The discography of Kisschasy, an Australian rock band from Melbourne formed in 2002, consists of three studio albums, two compilation albums, three extended plays, one video album and eleven singles.

After forming in 2002, Kisschasy released their two first EPs in 2004, followed by a compilation of the two which was released in Japan, Fire in the Breeze. Their debut album was released in 2005, titled United Paper People. It peaked at number 15 on the ARIA Albums Chart and featured three singles which entered the top 50 of the ARIA Singles Chart. The album was certified gold by ARIA. In 2006, Kisschasy released the DVD titled Kisschasy: The Movie, it documents a tour by the band, a live show and some of their music videos.

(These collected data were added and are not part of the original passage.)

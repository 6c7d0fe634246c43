//! Reactive Primitives
//!
//! This module implements the reactive cell capability stores are built on:
//! signals, memos, and effects.
//!
//! # Concepts
//!
//! ## Signals
//!
//! A Signal is a container for mutable state. When a signal's value is read
//! within a tracking context (such as a memo or effect), the signal
//! registers that context as a dependent. When the signal's value changes,
//! all dependents are notified.
//!
//! ## Memos
//!
//! A Memo is a derived value that caches its result. It re-evaluates only when
//! one of its dependencies changes, and only when it is next read. Store
//! getters are memos.
//!
//! ## Effects
//!
//! An Effect is a side-effecting computation that runs synchronously whenever
//! its dependencies change. Each store's state watcher is an effect.
//!
//! # Implementation Notes
//!
//! The reactive system uses a thread-local tracking context to automatically
//! detect dependencies. When a source is read, we check if there is an active
//! tracking context and, if so, register the dependency.

mod signal;
mod context;
mod subscriber;
mod memo;
mod effect;
mod runtime;

pub use signal::Signal;
pub use context::ReactiveContext;
pub use subscriber::SubscriberId;
pub use memo::{Memo, MemoState};
pub use effect::Effect;
pub use runtime::{Runtime, Reactive, ReactiveHandle};
//! Deep Patch Merger
//!
//! Merges a partial state document into a live one, in place.
//!
//! # Algorithm
//!
//! For every key of the partial object:
//!
//! - both the existing value and the incoming one are objects: recurse
//! - anything else (arrays, scalars, null, a missing key): overwrite
//!
//! Arrays are replaced wholesale, never merged element by element. Keys the
//! partial does not mention stay untouched.

use serde_json::{Map, Value};

/// Whether `value` is a plain structured record, the only kind of value the
/// merger descends into.
pub fn is_plain_record(value: &Value) -> bool {
    value.is_object()
}

/// Short name of a value's JSON type, for error messages.
pub fn kind_of(value: &Value) -> &'static str {
    match value {
        Value::Null => "null",
        Value::Bool(_) => "bool",
        Value::Number(_) => "number",
        Value::String(_) => "string",
        Value::Array(_) => "array",
        Value::Object(_) => "object",
    }
}

/// Merge `partial` into `target` and return `target`.
pub fn deep_merge<'a>(target: &'a mut Map<String, Value>, partial: &Map<String, Value>) -> &'a mut Map<String, Value> {
    for (key, incoming) in partial {
        let merged = match (target.get_mut(key), incoming) {
            (Some(Value::Object(existing)), Value::Object(sub_patch)) => {
                deep_merge(existing, sub_patch);
                true
            }
            _ => false,
        };

        if !merged {
            target.insert(key.clone(), incoming.clone());
        }
    }
    target
}
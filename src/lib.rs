#![warn(clippy::all, clippy::pedantic)]
#![allow(clippy::module_name_repetitions)]

pub mod bulk;
pub mod geom;
pub mod protocol;
pub mod scene;
pub mod session;

use std::collections::BTreeMap;
use std::fmt;
use std::sync::Arc;

use bulk::{BulkKey, BulkRegistry, MemoryBulkChannel};
use geom::{MeshPayload, PointSetPayload, Vec3};
use protocol::Codec;
use scene::{GeometryPayload, GeometryView};
use serde::Serialize;
use session::{Applied, Session, SessionOptions, SessionResult};
use wasm_bindgen::JsError;
use wasm_bindgen::prelude::*;

cfg_if::cfg_if! {
    if #[cfg(all(feature = "console_error_panic_hook", target_arch = "wasm32"))] {
        #[wasm_bindgen(start)]
        pub fn initialize() {
            console_error_panic_hook::set_once();
            init_logger();
        }
    } else {
        #[wasm_bindgen(start)]
        pub fn initialize() {
            init_logger();
        }
    }
}

#[cfg(feature = "debug_logs")]
fn init_logger() {
    use log::LevelFilter;
    use wasm_bindgen_console_logger::DEFAULT_LOGGER;
    if log::set_logger(&DEFAULT_LOGGER).is_ok() {
        log::set_max_level(LevelFilter::Debug);
    }
}

#[cfg(not(feature = "debug_logs"))]
fn init_logger() {}

/// Dimensie voor views die worden toegevoegd voordat de embedding er een heeft.
const DEFAULT_DIM: usize = 3;

#[derive(Debug, Default, Serialize)]
struct GeometryDiff {
    added: Vec<GeometryExport>,
    updated: Vec<GeometryExport>,
    removed: Vec<String>,
}

#[derive(Debug, Clone, PartialEq, Serialize)]
struct GeometryExport {
    name: String,
    dynamic: bool,
    vertices: Vec<[f64; 3]>,
    #[serde(skip_serializing_if = "Vec::is_empty")]
    faces: Vec<Vec<u32>>,
    marked: Vec<usize>,
}

impl GeometryExport {
    fn from_view(view: &GeometryView) -> Self {
        let payload = view.payload();
        let count = payload.vertex_count();
        Self {
            name: view.name().to_owned(),
            dynamic: view.is_dynamic(),
            vertices: (0..count)
                .map(|i| {
                    payload
                        .vertex_coords(i)
                        .map_or(Vec3::ZERO, Vec3::from_coords)
                        .to_array()
                })
                .collect(),
            faces: payload.faces().to_vec(),
            marked: (0..count).filter(|&i| payload.get_marked(i)).collect(),
        }
    }
}

#[derive(Debug, Serialize)]
struct ParameterExport<'a> {
    parameters: &'a BTreeMap<String, String>,
    interactive: &'a BTreeMap<String, String>,
}

/// Viewer in de browser: één sessie, gevoed met protocoltekst door de hostpagina.
///
/// Bulk-keys verwijzen naar een kanaal in het geheugen dat de pagina vult met
/// [`Viewer::store_bulk`]. Uitgaand verkeer als neveneffect (teruggestuurde
/// verplaatsingen) komt in een outbox die de pagina leegt met [`Viewer::take_outbox`].
#[wasm_bindgen]
pub struct Viewer {
    initialized: bool,
    session: Session,
    bulk: Arc<MemoryBulkChannel>,
    outbox: Vec<u8>,
    geometry_map: BTreeMap<String, GeometryExport>,
}

impl Default for Viewer {
    fn default() -> Self {
        Self::new()
    }
}

#[wasm_bindgen]
impl Viewer {
    #[wasm_bindgen(constructor)]
    #[must_use]
    pub fn new() -> Viewer {
        let bulk = Arc::new(MemoryBulkChannel::new());
        let registry = BulkRegistry::new().with_fallback(bulk.clone());
        Viewer {
            initialized: true,
            session: Session::new(Codec::default(), registry),
            bulk,
            outbox: Vec::new(),
            geometry_map: BTreeMap::new(),
        }
    }

    #[wasm_bindgen]
    #[must_use]
    pub fn is_initialized(&self) -> bool {
        self.initialized
    }

    /// Waar zodra een bericht met punten de scene heeft aangemaakt.
    #[wasm_bindgen]
    #[must_use]
    pub fn is_live(&self) -> bool {
        self.session.scene().is_some()
    }

    #[wasm_bindgen]
    pub fn declare_parameter(&mut self, name: &str) {
        self.session.codec_mut().declare_parameter(normalize_name(name));
    }

    #[wasm_bindgen]
    pub fn declare_interactive(&mut self, name: &str) {
        self.session.codec_mut().declare_interactive(normalize_name(name));
    }

    /// Accepteert een `SessionOptions`-object; ontbrekende velden houden hun standaardwaarde.
    #[wasm_bindgen]
    pub fn set_options(&mut self, options: JsValue) -> Result<(), JsValue> {
        let options: SessionOptions =
            serde_wasm_bindgen::from_value(options).map_err(|err| JsError::new(&err.to_string()))?;
        self.session.set_options(options);
        Ok(())
    }

    /// Vult bulkslot `key` met een platte coördinatenbuffer van `dim` waarden per punt.
    #[wasm_bindgen]
    pub fn store_bulk(&mut self, key: i32, coords: Vec<f64>, dim: usize) -> Result<(), JsValue> {
        let rows = split_rows(&coords, dim).map_err(|err| js_error(&err))?;
        self.bulk.store(BulkKey(i64::from(key)), rows);
        Ok(())
    }

    /// Decodeert en verwerkt één protocolbericht; geeft terug wat er veranderde.
    #[wasm_bindgen]
    pub fn load_message(&mut self, text: &str) -> Result<JsValue, JsValue> {
        let applied = self.apply_text(text).map_err(to_js_error)?;
        serde_wasm_bindgen::to_value(&applied).map_err(|err| JsError::new(&err.to_string()).into())
    }

    /// Voegt een puntenverzameling toe waarvan vertex `i` embedding-vertex `index_map[i]` is.
    #[wasm_bindgen]
    pub fn add_point_view(
        &mut self,
        name: &str,
        coords: Vec<f64>,
        index_map: Vec<u32>,
        dynamic: bool,
    ) -> Result<usize, JsValue> {
        let rows = self.view_rows(&coords).map_err(|err| js_error(&err))?;
        let payload = PointSetPayload::new(normalize_name(name), rows);
        self.push_view(Box::new(payload), &index_map, dynamic)
            .map_err(to_js_error)
    }

    /// Voegt een mesh toe; `faces` is een array van vertex-indexarrays.
    #[wasm_bindgen]
    pub fn add_mesh_view(
        &mut self,
        name: &str,
        coords: Vec<f64>,
        faces: JsValue,
        index_map: Vec<u32>,
        dynamic: bool,
    ) -> Result<usize, JsValue> {
        let faces: Vec<Vec<u32>> =
            serde_wasm_bindgen::from_value(faces).map_err(|err| JsError::new(&err.to_string()))?;
        let rows = self.view_rows(&coords).map_err(|err| js_error(&err))?;
        let payload = MeshPayload::new(normalize_name(name), rows, faces);
        payload.validate().map_err(|err| js_error(&err))?;
        self.push_view(Box::new(payload), &index_map, dynamic)
            .map_err(to_js_error)
    }

    /// Verplaatst een vertex en geeft de embedding-index terug.
    #[wasm_bindgen]
    pub fn move_vertex(&mut self, geometry: &str, local: usize, coords: Vec<f64>) -> Result<usize, JsValue> {
        self.session
            .move_vertex(geometry, local, &coords, &mut self.outbox)
            .map_err(to_js_error)
    }

    #[wasm_bindgen]
    pub fn set_marked(&mut self, geometry: &str, local: usize, marked: bool) -> Result<(), JsValue> {
        self.mark(geometry, local, marked).map_err(to_js_error)
    }

    /// Views die sinds de vorige aanroep veranderd zijn, op naam.
    #[wasm_bindgen]
    pub fn get_geometry(&mut self) -> Result<JsValue, JsValue> {
        let diff = self.geometry_diff();
        serde_wasm_bindgen::to_value(&diff).map_err(|err| JsError::new(&err.to_string()).into())
    }

    #[wasm_bindgen]
    pub fn get_marked_vertices(&mut self) -> Result<JsValue, JsValue> {
        let marked = self
            .session
            .scene_mut()
            .map_err(to_js_error)?
            .get_marked_vertices();
        serde_wasm_bindgen::to_value(&marked).map_err(|err| JsError::new(&err.to_string()).into())
    }

    #[wasm_bindgen]
    pub fn encode_scene(&self) -> Result<String, JsValue> {
        let mut out = Vec::new();
        self.session.send_scene(&mut out).map_err(to_js_error)?;
        String::from_utf8(out).map_err(to_js_error)
    }

    #[wasm_bindgen]
    pub fn encode_selection(&mut self) -> Result<String, JsValue> {
        let mut out = Vec::new();
        self.session.send_selection(&mut out).map_err(to_js_error)?;
        String::from_utf8(out).map_err(to_js_error)
    }

    /// Zet een gedeclareerde parameter. Waarden met een regeleinde worden geweigerd.
    #[wasm_bindgen]
    pub fn set_parameter(&mut self, key: &str, value: &str) -> Result<(), JsValue> {
        if self.session.set_parameter(key.trim(), value) {
            Ok(())
        } else {
            Err(js_error(&format!(
                "parameter `{key}` is niet gedeclareerd of de waarde bevat een regeleinde"
            )))
        }
    }

    #[wasm_bindgen]
    pub fn encode_parameters(&self) -> Result<String, JsValue> {
        let mut out = Vec::new();
        self.session.send_parameters(&mut out).map_err(to_js_error)?;
        String::from_utf8(out).map_err(to_js_error)
    }

    #[wasm_bindgen]
    pub fn get_parameters(&self) -> Result<JsValue, JsValue> {
        let export = ParameterExport {
            parameters: self.session.parameters(),
            interactive: self.session.interactive(),
        };
        serde_wasm_bindgen::to_value(&export).map_err(|err| JsError::new(&err.to_string()).into())
    }

    /// Leegt de tekst die voor de producer klaarstaat.
    #[wasm_bindgen]
    pub fn take_outbox(&mut self) -> String {
        let bytes = std::mem::take(&mut self.outbox);
        String::from_utf8_lossy(&bytes).into_owned()
    }

    #[wasm_bindgen]
    #[must_use]
    pub fn last_error(&self) -> Option<String> {
        self.session.last_error().map(str::to_owned)
    }

    #[wasm_bindgen]
    #[must_use]
    pub fn last_warning(&self) -> Option<String> {
        self.session.last_warning().map(str::to_owned)
    }
}

impl Viewer {
    fn apply_text(&mut self, text: &str) -> SessionResult<Applied> {
        self.session.receive_str(text)
    }

    fn mark(&mut self, geometry: &str, local: usize, marked: bool) -> SessionResult<()> {
        let scene = self.session.scene_mut()?;
        // Eerst opzoeken, zodat onbekende namen en indices worden geweigerd.
        scene.vertex_index(geometry, local)?;
        scene.payload_mut(geometry)?.set_marked(local, marked);
        Ok(())
    }

    fn view_rows(&self, coords: &[f64]) -> Result<Vec<Vec<f64>>, String> {
        let dim = self
            .session
            .scene()
            .map_or(0, |scene| scene.embedding().dim());
        split_rows(coords, if dim == 0 { DEFAULT_DIM } else { dim })
    }

    fn push_view(
        &mut self,
        payload: Box<dyn GeometryPayload>,
        index_map: &[u32],
        dynamic: bool,
    ) -> SessionResult<usize> {
        let index_map = index_map.iter().map(|&i| i as usize).collect();
        let view = GeometryView::new(payload, index_map, dynamic)?;
        Ok(self.session.scene_mut()?.add_view(view)?)
    }

    fn geometry_diff(&mut self) -> GeometryDiff {
        let mut diff = GeometryDiff::default();
        let mut next_geometry_map = BTreeMap::new();

        let views = self.session.scene().map_or(&[][..], |scene| scene.views());
        for view in views {
            let export = GeometryExport::from_view(view);
            match self.geometry_map.get(view.name()) {
                Some(existing) if *existing == export => {}
                Some(_) => diff.updated.push(export.clone()),
                None => diff.added.push(export.clone()),
            }
            next_geometry_map.insert(export.name.clone(), export);
        }

        for name in self.geometry_map.keys() {
            if !next_geometry_map.contains_key(name) {
                diff.removed.push(name.clone());
            }
        }

        self.geometry_map = next_geometry_map;
        diff
    }
}

fn split_rows(coords: &[f64], dim: usize) -> Result<Vec<Vec<f64>>, String> {
    if dim == 0 || coords.len() % dim != 0 {
        return Err(format!(
            "{} coördinaatwaarde(n) laten zich niet verdelen in punten van dimensie {dim}",
            coords.len()
        ));
    }
    Ok(coords.chunks_exact(dim).map(<[f64]>::to_vec).collect())
}

fn normalize_name(name: &str) -> String {
    name.trim().to_owned()
}

fn to_js_error<E: fmt::Display>(error: E) -> JsValue {
    js_error(&error.to_string())
}

fn js_error(message: &str) -> JsValue {
    #[cfg(target_arch = "wasm32")]
    {
        JsError::new(message).into()
    }
    #[cfg(not(target_arch = "wasm32"))]
    {
        let _ = message;
        JsValue::NULL
    }
}

#[cfg(test)]
mod tests {
    use super::*;
    use crate::session::SessionError;

    fn live_viewer() -> Viewer {
        let mut viewer = Viewer::new();
        viewer
            .apply_text("n S\np 0 0 0\np 1 0 0\np 2 0 0\nx\n")
            .unwrap();
        viewer
            .push_view(
                Box::new(PointSetPayload::new("A", vec![vec![0.0; 3]; 2])),
                &[0, 1],
                true,
            )
            .unwrap();
        viewer
    }

    #[test]
    fn split_rows_checks_dimension() {
        assert_eq!(
            split_rows(&[1.0, 2.0, 3.0, 4.0], 2).unwrap(),
            vec![vec![1.0, 2.0], vec![3.0, 4.0]]
        );
        assert!(split_rows(&[1.0, 2.0, 3.0], 2).is_err());
        assert!(split_rows(&[], 0).is_err());
    }

    #[test]
    fn views_need_a_live_scene() {
        let mut viewer = Viewer::new();
        let result = viewer.push_view(
            Box::new(PointSetPayload::new("A", vec![vec![0.0; 3]])),
            &[0],
            true,
        );
        assert!(matches!(result, Err(SessionError::NotInitialized)));
    }

    #[test]
    fn geometry_diff_reports_added_then_updated() {
        let mut viewer = live_viewer();

        let diff = viewer.geometry_diff();
        assert_eq!(diff.added.len(), 1);
        assert_eq!(diff.added[0].vertices[1], [1.0, 0.0, 0.0]);
        assert!(diff.updated.is_empty());

        assert!(viewer.geometry_diff().added.is_empty());

        viewer
            .session
            .move_vertex("A", 1, &[0.0, 2.0, 0.0], &mut Vec::new())
            .unwrap();
        let diff = viewer.geometry_diff();
        assert!(diff.added.is_empty());
        assert_eq!(diff.updated.len(), 1);
        assert_eq!(diff.updated[0].vertices[1], [0.0, 2.0, 0.0]);
    }

    #[test]
    fn marks_show_up_in_the_diff() {
        let mut viewer = live_viewer();
        viewer.geometry_diff();

        viewer.mark("A", 0, true).unwrap();
        let diff = viewer.geometry_diff();
        assert_eq!(diff.updated[0].marked, vec![0]);
        assert!(matches!(
            viewer.mark("A", 7, true),
            Err(SessionError::Scene(_))
        ));
    }

    #[test]
    fn echoed_moves_land_in_the_outbox() {
        let mut viewer = live_viewer();
        viewer.session.set_options(SessionOptions {
            echo_moves: true,
            ..SessionOptions::default()
        });

        viewer.move_vertex("A", 0, vec![1.0, 1.0, 1.0]).unwrap();

        assert_eq!(viewer.take_outbox(), "n S\np 1 1 1 l 0\nx\n");
        assert!(viewer.take_outbox().is_empty());
    }

    #[test]
    fn bulk_slots_feed_messages() {
        let mut viewer = Viewer::new();
        viewer.store_bulk(4, vec![0.0, 0.0, 1.0, 1.0, 2.0, 2.0], 2).unwrap();

        let applied = viewer.apply_text("n B\nP 4\nx\n").unwrap();

        assert!(applied.created_scene);
        assert_eq!(applied.points, 3);
        assert_eq!(viewer.encode_scene().unwrap(), "n B\nP 4\nx\n");
    }
}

In 2007, Kisschasy released their second studio album, titled Hymns for the Nonbeliever. It peaked at number five on the ARIA Albums Chart and featured their most successful single to date, "Opinions Won't Keep You Warm at Night", which peaked at number 10 on the ARIA Singles Chart. The album was also certified gold by ARIA. The band released a compilation album in 2008, Too B or Not Too B, featuring their previous music videos as well as their first two EPs, Darkside / Stay Awake and Cara Sposa.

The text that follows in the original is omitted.